| TASK INSTRUCTIONS |
Restate word for word the entries below, starting with the line with "pub fn new(ctx: RmContext)" and continuing through the line with "for def in registration.fields()". Include both of those lines and no others.

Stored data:
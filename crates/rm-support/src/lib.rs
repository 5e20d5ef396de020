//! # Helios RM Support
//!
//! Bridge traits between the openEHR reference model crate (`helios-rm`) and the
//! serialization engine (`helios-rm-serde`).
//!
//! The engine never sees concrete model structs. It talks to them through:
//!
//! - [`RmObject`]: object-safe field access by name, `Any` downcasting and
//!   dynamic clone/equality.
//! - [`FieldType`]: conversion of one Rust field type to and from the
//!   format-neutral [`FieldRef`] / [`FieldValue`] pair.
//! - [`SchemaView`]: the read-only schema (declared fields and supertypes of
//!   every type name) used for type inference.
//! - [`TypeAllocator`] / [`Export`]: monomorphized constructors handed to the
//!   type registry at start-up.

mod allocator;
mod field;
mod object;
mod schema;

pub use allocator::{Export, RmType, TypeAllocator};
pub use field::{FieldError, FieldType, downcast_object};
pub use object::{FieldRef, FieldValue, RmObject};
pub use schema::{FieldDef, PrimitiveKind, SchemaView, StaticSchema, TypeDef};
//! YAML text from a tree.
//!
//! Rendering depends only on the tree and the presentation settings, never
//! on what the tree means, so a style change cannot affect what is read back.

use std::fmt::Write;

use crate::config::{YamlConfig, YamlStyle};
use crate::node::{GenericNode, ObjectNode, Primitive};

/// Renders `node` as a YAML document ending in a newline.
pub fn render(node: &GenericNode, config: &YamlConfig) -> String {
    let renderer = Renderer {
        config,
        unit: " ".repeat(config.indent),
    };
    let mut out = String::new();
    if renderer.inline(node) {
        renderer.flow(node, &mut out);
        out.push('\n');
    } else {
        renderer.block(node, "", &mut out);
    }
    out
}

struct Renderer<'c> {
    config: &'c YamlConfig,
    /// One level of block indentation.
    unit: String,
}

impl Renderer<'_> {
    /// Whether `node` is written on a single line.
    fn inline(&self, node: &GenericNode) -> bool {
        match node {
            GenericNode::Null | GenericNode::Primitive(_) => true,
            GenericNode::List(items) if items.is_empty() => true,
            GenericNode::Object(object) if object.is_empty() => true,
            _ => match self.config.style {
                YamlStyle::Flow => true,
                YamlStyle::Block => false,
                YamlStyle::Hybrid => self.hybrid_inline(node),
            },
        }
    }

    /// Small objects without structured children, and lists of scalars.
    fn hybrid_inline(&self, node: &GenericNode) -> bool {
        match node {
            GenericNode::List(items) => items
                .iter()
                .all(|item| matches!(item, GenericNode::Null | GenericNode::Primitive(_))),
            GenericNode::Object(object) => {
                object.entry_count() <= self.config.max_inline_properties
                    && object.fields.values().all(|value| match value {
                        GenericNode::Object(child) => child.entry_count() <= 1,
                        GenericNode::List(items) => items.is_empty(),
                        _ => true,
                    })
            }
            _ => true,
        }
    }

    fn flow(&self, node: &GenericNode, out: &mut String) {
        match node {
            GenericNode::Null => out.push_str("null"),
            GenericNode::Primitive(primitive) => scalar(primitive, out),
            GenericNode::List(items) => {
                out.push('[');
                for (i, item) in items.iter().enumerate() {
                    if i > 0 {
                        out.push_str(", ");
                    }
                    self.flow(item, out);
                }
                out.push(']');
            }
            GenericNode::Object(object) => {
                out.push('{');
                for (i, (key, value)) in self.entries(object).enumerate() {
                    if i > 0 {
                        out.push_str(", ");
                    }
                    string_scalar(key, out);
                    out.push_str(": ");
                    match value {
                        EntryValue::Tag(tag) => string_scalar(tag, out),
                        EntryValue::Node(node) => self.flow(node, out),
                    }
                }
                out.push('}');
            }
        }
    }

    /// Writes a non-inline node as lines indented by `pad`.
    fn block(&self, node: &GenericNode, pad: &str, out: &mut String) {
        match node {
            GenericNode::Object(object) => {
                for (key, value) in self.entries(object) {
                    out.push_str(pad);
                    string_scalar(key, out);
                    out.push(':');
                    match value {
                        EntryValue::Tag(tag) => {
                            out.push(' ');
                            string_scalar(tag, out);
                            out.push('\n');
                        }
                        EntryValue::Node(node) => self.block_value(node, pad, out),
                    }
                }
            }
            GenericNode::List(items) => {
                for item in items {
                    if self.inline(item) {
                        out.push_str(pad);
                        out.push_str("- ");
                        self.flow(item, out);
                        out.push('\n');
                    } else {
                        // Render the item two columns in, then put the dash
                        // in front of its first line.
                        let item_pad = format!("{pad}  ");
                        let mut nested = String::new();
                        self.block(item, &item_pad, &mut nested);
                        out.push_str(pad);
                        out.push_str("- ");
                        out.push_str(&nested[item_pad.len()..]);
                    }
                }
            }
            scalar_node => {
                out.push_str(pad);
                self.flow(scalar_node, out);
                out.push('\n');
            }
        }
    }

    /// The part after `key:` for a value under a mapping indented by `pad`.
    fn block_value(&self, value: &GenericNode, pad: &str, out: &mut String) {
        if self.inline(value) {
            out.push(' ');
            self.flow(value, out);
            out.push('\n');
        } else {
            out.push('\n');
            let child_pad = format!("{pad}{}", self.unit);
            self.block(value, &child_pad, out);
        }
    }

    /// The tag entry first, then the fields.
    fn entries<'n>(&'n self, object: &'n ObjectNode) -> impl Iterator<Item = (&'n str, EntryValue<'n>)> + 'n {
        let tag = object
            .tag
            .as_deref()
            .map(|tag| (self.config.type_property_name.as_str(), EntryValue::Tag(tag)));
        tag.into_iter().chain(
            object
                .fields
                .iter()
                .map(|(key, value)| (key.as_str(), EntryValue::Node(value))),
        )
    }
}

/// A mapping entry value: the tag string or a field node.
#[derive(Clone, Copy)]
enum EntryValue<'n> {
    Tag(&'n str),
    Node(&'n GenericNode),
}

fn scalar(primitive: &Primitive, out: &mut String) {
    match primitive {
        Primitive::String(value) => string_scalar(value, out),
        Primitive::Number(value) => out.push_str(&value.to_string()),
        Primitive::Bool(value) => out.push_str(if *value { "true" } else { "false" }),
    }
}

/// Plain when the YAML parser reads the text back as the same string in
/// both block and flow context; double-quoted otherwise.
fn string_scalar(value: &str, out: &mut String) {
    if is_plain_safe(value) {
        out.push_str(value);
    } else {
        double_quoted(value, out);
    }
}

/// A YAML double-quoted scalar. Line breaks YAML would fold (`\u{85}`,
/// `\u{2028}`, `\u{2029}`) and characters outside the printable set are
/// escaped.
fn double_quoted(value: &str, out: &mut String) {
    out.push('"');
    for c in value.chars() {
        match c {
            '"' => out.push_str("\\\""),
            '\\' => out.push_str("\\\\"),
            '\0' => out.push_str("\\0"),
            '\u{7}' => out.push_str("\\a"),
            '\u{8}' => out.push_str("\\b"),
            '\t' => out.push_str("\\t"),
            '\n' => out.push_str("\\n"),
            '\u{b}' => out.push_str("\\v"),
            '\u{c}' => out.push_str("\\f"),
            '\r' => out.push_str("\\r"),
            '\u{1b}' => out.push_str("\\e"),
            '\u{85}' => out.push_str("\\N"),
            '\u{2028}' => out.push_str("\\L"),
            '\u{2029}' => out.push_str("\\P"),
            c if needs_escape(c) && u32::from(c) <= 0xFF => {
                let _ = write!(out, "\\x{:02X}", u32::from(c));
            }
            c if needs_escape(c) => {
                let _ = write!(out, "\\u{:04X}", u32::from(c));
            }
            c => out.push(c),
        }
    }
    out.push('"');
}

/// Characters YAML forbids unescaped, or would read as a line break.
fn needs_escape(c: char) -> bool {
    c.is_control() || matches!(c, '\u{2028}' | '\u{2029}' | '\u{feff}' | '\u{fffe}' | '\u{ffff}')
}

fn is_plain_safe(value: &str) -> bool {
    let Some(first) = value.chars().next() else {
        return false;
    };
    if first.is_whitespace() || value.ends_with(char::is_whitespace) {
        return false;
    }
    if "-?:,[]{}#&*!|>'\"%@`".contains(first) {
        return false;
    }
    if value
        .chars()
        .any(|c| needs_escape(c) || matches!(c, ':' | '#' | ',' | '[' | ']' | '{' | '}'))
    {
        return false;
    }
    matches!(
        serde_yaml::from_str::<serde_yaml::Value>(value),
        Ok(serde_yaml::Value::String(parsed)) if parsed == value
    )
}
* * *
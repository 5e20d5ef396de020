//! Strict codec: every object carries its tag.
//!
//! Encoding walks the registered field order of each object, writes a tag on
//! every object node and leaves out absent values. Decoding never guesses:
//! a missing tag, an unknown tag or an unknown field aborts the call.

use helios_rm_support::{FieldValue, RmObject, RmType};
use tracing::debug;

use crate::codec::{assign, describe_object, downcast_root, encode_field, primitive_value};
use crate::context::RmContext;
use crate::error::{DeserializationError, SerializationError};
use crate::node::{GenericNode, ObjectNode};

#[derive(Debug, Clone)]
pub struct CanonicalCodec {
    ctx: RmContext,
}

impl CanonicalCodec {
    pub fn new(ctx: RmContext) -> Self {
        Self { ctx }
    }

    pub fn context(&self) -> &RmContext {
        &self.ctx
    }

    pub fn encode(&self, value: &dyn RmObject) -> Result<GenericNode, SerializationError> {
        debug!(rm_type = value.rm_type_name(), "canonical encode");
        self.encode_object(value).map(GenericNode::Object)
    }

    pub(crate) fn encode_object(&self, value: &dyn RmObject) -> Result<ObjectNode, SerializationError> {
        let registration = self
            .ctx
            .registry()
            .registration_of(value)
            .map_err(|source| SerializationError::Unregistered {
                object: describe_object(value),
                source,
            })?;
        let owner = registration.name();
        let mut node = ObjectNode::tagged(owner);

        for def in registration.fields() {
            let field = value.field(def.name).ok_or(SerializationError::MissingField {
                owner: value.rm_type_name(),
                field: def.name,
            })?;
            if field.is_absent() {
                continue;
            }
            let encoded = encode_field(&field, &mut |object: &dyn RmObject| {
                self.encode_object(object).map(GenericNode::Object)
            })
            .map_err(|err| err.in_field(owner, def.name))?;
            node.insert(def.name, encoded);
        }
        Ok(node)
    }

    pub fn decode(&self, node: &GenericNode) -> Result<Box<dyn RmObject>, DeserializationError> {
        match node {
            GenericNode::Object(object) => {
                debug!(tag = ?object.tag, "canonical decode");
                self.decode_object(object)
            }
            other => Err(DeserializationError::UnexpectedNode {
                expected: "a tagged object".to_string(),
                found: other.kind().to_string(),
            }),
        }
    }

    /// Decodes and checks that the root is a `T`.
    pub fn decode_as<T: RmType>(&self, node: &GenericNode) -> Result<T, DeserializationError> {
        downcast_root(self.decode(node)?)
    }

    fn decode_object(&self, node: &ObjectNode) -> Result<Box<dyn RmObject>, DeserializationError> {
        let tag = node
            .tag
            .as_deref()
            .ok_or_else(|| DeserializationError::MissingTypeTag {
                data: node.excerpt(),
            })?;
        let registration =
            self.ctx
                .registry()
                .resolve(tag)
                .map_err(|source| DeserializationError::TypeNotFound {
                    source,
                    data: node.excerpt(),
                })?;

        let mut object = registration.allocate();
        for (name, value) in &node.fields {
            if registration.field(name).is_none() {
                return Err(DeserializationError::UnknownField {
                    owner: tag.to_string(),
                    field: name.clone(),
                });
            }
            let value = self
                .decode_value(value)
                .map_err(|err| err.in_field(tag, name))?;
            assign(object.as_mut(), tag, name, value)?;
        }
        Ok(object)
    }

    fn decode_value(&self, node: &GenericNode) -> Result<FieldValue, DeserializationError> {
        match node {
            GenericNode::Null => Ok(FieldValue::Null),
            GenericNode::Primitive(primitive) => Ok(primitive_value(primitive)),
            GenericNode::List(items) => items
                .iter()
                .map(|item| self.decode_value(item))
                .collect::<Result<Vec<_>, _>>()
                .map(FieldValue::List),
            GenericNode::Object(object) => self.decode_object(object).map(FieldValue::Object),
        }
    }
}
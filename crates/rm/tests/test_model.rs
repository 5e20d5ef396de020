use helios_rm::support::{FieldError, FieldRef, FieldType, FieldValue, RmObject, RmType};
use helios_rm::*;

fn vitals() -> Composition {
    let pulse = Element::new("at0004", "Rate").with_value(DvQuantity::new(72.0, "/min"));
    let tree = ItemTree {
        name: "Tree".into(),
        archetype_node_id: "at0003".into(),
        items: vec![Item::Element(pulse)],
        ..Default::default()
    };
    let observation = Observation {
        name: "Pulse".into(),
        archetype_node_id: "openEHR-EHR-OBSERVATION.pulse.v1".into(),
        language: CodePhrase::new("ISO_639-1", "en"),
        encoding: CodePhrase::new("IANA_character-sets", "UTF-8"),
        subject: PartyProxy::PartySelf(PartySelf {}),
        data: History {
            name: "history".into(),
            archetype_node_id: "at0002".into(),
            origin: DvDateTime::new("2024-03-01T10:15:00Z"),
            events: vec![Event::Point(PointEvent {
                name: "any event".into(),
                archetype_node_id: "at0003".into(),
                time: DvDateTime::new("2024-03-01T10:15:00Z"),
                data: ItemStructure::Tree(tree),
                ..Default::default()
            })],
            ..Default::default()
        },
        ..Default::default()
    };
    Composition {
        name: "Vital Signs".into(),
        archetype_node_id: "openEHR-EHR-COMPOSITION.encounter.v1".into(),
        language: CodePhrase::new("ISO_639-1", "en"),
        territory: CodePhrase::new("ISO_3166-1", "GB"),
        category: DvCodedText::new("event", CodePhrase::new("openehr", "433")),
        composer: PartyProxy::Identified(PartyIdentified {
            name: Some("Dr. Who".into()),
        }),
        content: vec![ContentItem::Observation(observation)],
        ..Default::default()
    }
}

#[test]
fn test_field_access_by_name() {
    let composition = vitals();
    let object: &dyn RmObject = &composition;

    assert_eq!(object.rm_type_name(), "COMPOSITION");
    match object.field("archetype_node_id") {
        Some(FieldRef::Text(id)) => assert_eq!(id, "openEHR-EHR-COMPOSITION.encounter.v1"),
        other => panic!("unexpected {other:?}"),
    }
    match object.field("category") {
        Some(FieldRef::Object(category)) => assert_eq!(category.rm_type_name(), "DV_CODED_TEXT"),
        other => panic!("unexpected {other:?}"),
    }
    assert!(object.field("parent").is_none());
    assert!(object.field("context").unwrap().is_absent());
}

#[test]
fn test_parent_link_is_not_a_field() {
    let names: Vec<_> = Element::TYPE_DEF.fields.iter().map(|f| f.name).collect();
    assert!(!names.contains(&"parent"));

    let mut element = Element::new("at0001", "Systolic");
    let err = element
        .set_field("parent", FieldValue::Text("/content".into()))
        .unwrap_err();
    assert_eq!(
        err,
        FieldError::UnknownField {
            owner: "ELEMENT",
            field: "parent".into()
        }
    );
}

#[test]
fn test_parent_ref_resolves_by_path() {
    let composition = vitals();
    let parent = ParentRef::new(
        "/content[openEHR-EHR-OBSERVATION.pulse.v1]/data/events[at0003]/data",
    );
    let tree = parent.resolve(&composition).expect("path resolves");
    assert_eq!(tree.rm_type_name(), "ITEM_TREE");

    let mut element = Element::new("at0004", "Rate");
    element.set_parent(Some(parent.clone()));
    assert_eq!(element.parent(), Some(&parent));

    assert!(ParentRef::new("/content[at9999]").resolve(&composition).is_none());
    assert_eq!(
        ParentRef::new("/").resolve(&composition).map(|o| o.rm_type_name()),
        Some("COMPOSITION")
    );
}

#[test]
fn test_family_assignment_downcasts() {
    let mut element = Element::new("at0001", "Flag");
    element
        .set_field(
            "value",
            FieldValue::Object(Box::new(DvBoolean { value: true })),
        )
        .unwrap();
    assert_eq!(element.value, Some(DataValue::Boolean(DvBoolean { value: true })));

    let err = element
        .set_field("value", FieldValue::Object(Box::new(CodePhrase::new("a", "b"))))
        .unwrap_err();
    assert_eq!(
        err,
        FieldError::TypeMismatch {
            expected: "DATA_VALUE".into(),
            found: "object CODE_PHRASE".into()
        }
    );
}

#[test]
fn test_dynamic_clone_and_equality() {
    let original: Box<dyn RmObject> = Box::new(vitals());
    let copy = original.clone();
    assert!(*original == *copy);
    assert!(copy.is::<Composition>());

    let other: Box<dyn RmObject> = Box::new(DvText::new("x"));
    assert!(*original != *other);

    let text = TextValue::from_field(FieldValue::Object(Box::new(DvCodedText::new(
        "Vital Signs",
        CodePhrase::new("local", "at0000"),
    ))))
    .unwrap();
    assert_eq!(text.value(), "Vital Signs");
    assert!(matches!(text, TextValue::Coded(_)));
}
...
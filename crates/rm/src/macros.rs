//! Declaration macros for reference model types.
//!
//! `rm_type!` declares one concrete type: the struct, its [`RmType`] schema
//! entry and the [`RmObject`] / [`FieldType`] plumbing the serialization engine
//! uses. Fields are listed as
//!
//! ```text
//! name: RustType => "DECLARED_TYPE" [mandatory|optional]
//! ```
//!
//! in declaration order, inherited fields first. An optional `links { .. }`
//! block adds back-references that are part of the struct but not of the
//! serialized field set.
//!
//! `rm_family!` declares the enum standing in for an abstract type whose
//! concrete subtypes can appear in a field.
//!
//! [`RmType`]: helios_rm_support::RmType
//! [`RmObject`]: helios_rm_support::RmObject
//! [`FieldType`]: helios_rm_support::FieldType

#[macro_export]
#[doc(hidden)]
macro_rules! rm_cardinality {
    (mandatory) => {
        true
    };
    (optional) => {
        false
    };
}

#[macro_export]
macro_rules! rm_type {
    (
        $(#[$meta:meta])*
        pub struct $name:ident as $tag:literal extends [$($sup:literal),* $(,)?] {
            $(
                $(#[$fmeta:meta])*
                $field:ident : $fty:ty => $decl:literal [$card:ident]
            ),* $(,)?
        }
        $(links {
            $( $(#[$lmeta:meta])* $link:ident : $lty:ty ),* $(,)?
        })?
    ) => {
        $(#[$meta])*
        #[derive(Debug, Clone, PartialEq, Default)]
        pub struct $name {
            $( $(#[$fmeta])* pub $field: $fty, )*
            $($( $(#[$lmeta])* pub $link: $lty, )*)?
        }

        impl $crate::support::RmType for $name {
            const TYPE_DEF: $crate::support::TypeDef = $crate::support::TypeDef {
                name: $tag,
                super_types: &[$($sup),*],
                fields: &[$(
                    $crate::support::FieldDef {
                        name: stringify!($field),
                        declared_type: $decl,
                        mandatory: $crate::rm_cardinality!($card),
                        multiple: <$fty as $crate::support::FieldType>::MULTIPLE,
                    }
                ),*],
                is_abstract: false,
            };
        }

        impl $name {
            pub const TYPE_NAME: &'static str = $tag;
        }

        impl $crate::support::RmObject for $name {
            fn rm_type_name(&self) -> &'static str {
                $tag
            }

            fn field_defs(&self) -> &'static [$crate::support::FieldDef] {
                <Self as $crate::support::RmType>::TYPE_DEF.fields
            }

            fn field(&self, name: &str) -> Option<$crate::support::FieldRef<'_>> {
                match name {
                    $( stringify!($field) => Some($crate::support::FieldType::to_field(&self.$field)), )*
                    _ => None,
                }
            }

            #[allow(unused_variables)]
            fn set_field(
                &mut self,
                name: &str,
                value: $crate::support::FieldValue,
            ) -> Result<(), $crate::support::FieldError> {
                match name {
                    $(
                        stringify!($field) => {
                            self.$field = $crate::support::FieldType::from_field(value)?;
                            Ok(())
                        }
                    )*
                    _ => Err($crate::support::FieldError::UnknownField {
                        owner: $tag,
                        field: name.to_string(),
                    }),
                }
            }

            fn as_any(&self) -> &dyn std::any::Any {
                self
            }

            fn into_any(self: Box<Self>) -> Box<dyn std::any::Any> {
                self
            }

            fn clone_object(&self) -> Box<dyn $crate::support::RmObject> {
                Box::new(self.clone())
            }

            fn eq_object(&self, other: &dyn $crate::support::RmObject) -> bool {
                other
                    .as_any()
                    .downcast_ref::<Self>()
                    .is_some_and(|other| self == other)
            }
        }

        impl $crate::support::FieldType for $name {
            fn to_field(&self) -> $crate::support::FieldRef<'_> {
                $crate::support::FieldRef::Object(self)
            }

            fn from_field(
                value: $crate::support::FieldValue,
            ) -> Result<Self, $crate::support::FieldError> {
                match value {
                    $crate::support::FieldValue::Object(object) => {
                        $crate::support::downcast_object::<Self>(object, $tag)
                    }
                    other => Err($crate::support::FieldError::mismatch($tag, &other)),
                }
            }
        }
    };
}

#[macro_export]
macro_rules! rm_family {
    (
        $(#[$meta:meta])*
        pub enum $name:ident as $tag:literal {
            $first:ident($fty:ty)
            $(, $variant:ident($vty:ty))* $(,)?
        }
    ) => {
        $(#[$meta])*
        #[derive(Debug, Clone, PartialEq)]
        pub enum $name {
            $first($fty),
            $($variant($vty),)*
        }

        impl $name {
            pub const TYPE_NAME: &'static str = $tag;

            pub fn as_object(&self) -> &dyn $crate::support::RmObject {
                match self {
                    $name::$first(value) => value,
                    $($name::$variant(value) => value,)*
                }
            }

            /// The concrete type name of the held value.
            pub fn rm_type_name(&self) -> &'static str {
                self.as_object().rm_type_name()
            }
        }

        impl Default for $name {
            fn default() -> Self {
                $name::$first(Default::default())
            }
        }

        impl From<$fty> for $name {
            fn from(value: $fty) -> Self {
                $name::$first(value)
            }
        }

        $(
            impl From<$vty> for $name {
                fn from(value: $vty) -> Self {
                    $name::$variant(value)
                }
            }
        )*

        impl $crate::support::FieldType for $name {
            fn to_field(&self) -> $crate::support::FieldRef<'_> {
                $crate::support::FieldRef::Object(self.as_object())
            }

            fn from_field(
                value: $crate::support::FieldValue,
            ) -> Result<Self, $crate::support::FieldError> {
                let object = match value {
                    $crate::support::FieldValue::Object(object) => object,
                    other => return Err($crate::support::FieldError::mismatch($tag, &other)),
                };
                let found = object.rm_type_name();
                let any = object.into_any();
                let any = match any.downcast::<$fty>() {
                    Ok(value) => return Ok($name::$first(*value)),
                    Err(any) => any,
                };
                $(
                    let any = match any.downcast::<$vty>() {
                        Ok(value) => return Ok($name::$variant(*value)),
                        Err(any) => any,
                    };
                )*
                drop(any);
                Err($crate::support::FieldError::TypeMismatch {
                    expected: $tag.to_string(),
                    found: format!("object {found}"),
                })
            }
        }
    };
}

| TASK RESULT |
    pub fn new(ctx: RmContext) -> Self {
        Self { ctx }
    }

    pub fn context(&self) -> &RmContext {
        &self.ctx
    }

    pub fn encode(&self, value: &dyn RmObject) -> Result<GenericNode, SerializationError> {
        debug!(rm_type = value.rm_type_name(), "canonical encode");
        self.encode_object(value).map(GenericNode::Object)
    }

    pub(crate) fn encode_object(&self, value: &dyn RmObject) -> Result<ObjectNode, SerializationError> {
        let registration = self
            .ctx
            .registry()
            .registration_of(value)
            .map_err(|source| SerializationError::Unregistered {
                object: describe_object(value),
                source,
            })?;
        let owner = registration.name();
        let mut node = ObjectNode::tagged(owner);

        for def in registration.fields() {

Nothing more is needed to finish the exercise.